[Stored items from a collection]
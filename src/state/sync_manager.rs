//! Sync driver manager
//!
//! Composition root: owns the coordinator shared by every account and
//! builds one driver per account on demand.

use flume::Receiver;
use std::collections::HashMap;
use std::sync::Arc;
use tokio::sync::RwLock;
use tracing::info;

use crate::adapters::{LocalStore, SqliteStore};
use crate::backend::EndpointFactory;
use crate::config::AppConfig;
use crate::coordinator::Coordinator;
use crate::credentials::{ConfigCredentials, CredentialProvider};
use crate::sync::{AccountSync, SyncEvent, SyncMonitor};
use crate::types::error::SyncError;

struct AccountHandle {
    driver: Arc<AccountSync>,
    events: Receiver<SyncEvent>,
    monitor: Option<SyncMonitor>,
}

pub struct SyncManager {
    config: AppConfig,
    coordinator: Arc<Coordinator>,
    store: Arc<dyn LocalStore>,
    endpoints: Arc<dyn EndpointFactory>,
    accounts: RwLock<HashMap<String, AccountHandle>>,
}

impl SyncManager {
    pub fn new(
        config: AppConfig,
        credentials: Arc<dyn CredentialProvider>,
        store: Arc<dyn LocalStore>,
        endpoints: Arc<dyn EndpointFactory>,
    ) -> Self {
        Self {
            config,
            coordinator: Arc::new(Coordinator::new(credentials)),
            store,
            endpoints,
            accounts: RwLock::new(HashMap::new()),
        }
    }

    /// Manager over the SQLite cache at the configured path, with
    /// credentials resolved from the account entries.
    pub fn open(config: AppConfig, endpoints: Arc<dyn EndpointFactory>) -> Result<Self, SyncError> {
        let db_path = config.sync.db_path();
        info!("Sync database: {:?}", db_path);

        let store = Arc::new(SqliteStore::open(&db_path)?);
        let credentials = Arc::new(ConfigCredentials::new(&config.accounts));
        Ok(Self::new(config, credentials, store, endpoints))
    }

    pub fn config(&self) -> &AppConfig {
        &self.config
    }

    pub fn coordinator(&self) -> &Arc<Coordinator> {
        &self.coordinator
    }

    /// Get or create the driver for an account
    pub async fn get_or_create(&self, account_id: &str) -> Result<Arc<AccountSync>, SyncError> {
        {
            let accounts = self.accounts.read().await;
            if let Some(handle) = accounts.get(account_id) {
                return Ok(handle.driver.clone());
            }
        }

        let mut accounts = self.accounts.write().await;
        // Another caller may have created it while we waited for the lock.
        if let Some(handle) = accounts.get(account_id) {
            return Ok(handle.driver.clone());
        }

        let account = self
            .config
            .account(account_id)
            .ok_or_else(|| SyncError::Config(format!("Unknown account: {}", account_id)))?;

        info!("Creating sync driver for account: {}", account_id);
        let endpoint = self.endpoints.endpoint(account)?;
        let (driver, events) = AccountSync::new(
            account,
            endpoint,
            self.store.clone(),
            self.coordinator.clone(),
            &self.config.sync,
        );
        let driver = Arc::new(driver);

        accounts.insert(
            account_id.to_string(),
            AccountHandle {
                driver: driver.clone(),
                events,
                monitor: None,
            },
        );
        Ok(driver)
    }

    /// Receiver for the account's events. Receivers share one queue, so each
    /// event goes to exactly one of them.
    pub async fn events(&self, account_id: &str) -> Option<Receiver<SyncEvent>> {
        let accounts = self.accounts.read().await;
        accounts.get(account_id).map(|h| h.events.clone())
    }

    /// Start the periodic background sync for an account. No-op if it is
    /// already running.
    pub async fn start_monitor(&self, account_id: &str) -> Result<(), SyncError> {
        let driver = self.get_or_create(account_id).await?;

        let mut accounts = self.accounts.write().await;
        let Some(handle) = accounts.get_mut(account_id) else {
            return Err(SyncError::Config(format!("Unknown account: {}", account_id)));
        };
        if handle.monitor.is_some() {
            return Ok(());
        }

        let monitor = SyncMonitor::from_config(account_id, &self.config.sync);
        monitor.watch(driver);
        handle.monitor = Some(monitor);
        Ok(())
    }

    pub async fn is_monitoring(&self, account_id: &str) -> bool {
        let accounts = self.accounts.read().await;
        accounts
            .get(account_id)
            .is_some_and(|h| h.monitor.is_some())
    }

    /// Stop and forget an account's driver
    pub async fn remove(&self, account_id: &str) {
        let mut accounts = self.accounts.write().await;
        if let Some(handle) = accounts.remove(account_id) {
            info!("Removing sync driver for account: {}", account_id);
            if let Some(monitor) = &handle.monitor {
                monitor.stop();
            }
            handle.driver.shutdown();
        }
    }

    pub async fn account_ids(&self) -> Vec<String> {
        let accounts = self.accounts.read().await;
        accounts.keys().cloned().collect()
    }
}

#[cfg(test)]
mod tests {
    use super::*;
    use crate::adapters::{MemoryRemote, MemoryStore};
    use crate::backend::{EndpointKey, RemoteEndpoint};
    use crate::config::AccountConfig;
    use crate::types::FolderKey;
    use tokio_util::sync::CancellationToken;

    const CONFIG: &str = r#"
        [sync]
        poll_interval_seconds = 3600

        [[accounts]]
        id = "acct1"
        username = "me@example.com"
        password = "hunter2"

        [[accounts]]
        id = "acct2"
        service = "web-api"
        username = "other@example.com"
        password = "swordfish"
        folders = ["INBOX", "Archive"]
    "#;

    fn manager() -> SyncManager {
        manager_with(AppConfig::from_toml_str(CONFIG).unwrap())
    }

    fn manager_with(config: AppConfig) -> SyncManager {
        let credentials = Arc::new(ConfigCredentials::new(&config.accounts));
        let factory = |account: &AccountConfig| -> Result<Arc<dyn RemoteEndpoint>, SyncError> {
            let password = match &account.password {
                crate::config::PasswordSource::Raw(p) => p.clone(),
                crate::config::PasswordSource::Command { .. } => String::new(),
            };
            let remote = MemoryRemote::new(EndpointKey::new(account.service, account.id.clone()))
                .with_password(password);
            for folder in &account.folders {
                remote.create_folder(&FolderKey::new(account.id.clone(), folder.clone()));
            }
            Ok(Arc::new(remote))
        };
        SyncManager::new(
            config,
            credentials,
            Arc::new(MemoryStore::new()),
            Arc::new(factory),
        )
    }

    #[tokio::test]
    async fn test_get_or_create_reuses_driver() {
        let manager = manager();
        let a = manager.get_or_create("acct1").await.unwrap();
        let b = manager.get_or_create("acct1").await.unwrap();
        assert!(Arc::ptr_eq(&a, &b));
        assert_eq!(manager.account_ids().await, vec!["acct1".to_string()]);
    }

    #[tokio::test]
    async fn test_unknown_account() {
        let manager = manager();
        let err = manager.get_or_create("nobody").await.unwrap_err();
        assert!(matches!(err, SyncError::Config(_)));
    }

    #[tokio::test]
    async fn test_accounts_share_coordinator() {
        let manager = manager();
        let cancel = CancellationToken::new();

        let first = manager.get_or_create("acct1").await.unwrap();
        let second = manager.get_or_create("acct2").await.unwrap();
        first.sync_account(&cancel).await;
        let results = second.sync_account(&cancel).await;

        assert_eq!(results.len(), 2);
        assert!(results.iter().all(|(_, r)| r.is_ok()));
        assert_eq!(manager.coordinator().gate_count(), 2);
    }

    #[tokio::test]
    async fn test_monitor_with_zero_interval_still_syncs() {
        let mut config = AppConfig::from_toml_str(CONFIG).unwrap();
        config.sync.poll_interval_seconds = 0;
        let manager = manager_with(config);

        manager.start_monitor("acct1").await.unwrap();
        let events = manager.events("acct1").await.unwrap();
        let event = tokio::time::timeout(std::time::Duration::from_secs(5), events.recv_async())
            .await
            .unwrap()
            .unwrap();
        assert!(matches!(event, SyncEvent::FolderSynced { .. }));
        manager.remove("acct1").await;
    }

    #[tokio::test]
    async fn test_monitor_lifecycle() {
        let manager = manager();
        manager.start_monitor("acct2").await.unwrap();
        manager.start_monitor("acct2").await.unwrap();
        assert!(manager.is_monitoring("acct2").await);

        let events = manager.events("acct2").await.unwrap();
        let event = tokio::time::timeout(std::time::Duration::from_secs(5), events.recv_async())
            .await
            .unwrap()
            .unwrap();
        assert!(matches!(event, SyncEvent::FolderSynced { .. }));

        manager.remove("acct2").await;
        assert!(!manager.is_monitoring("acct2").await);
        assert!(manager.events("acct2").await.is_none());
    }
}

> PROBLEM STATEMENT: Copy all the lines above that hold the string "SyncEvent".

> ANSWER FOR THE TASK:
use crate::sync::{AccountSync, SyncEvent, SyncMonitor};
    events: Receiver<SyncEvent>,
    pub async fn events(&self, account_id: &str) -> Option<Receiver<SyncEvent>> {
        assert!(matches!(event, SyncEvent::FolderSynced { .. }));
        assert!(matches!(event, SyncEvent::FolderSynced { .. }));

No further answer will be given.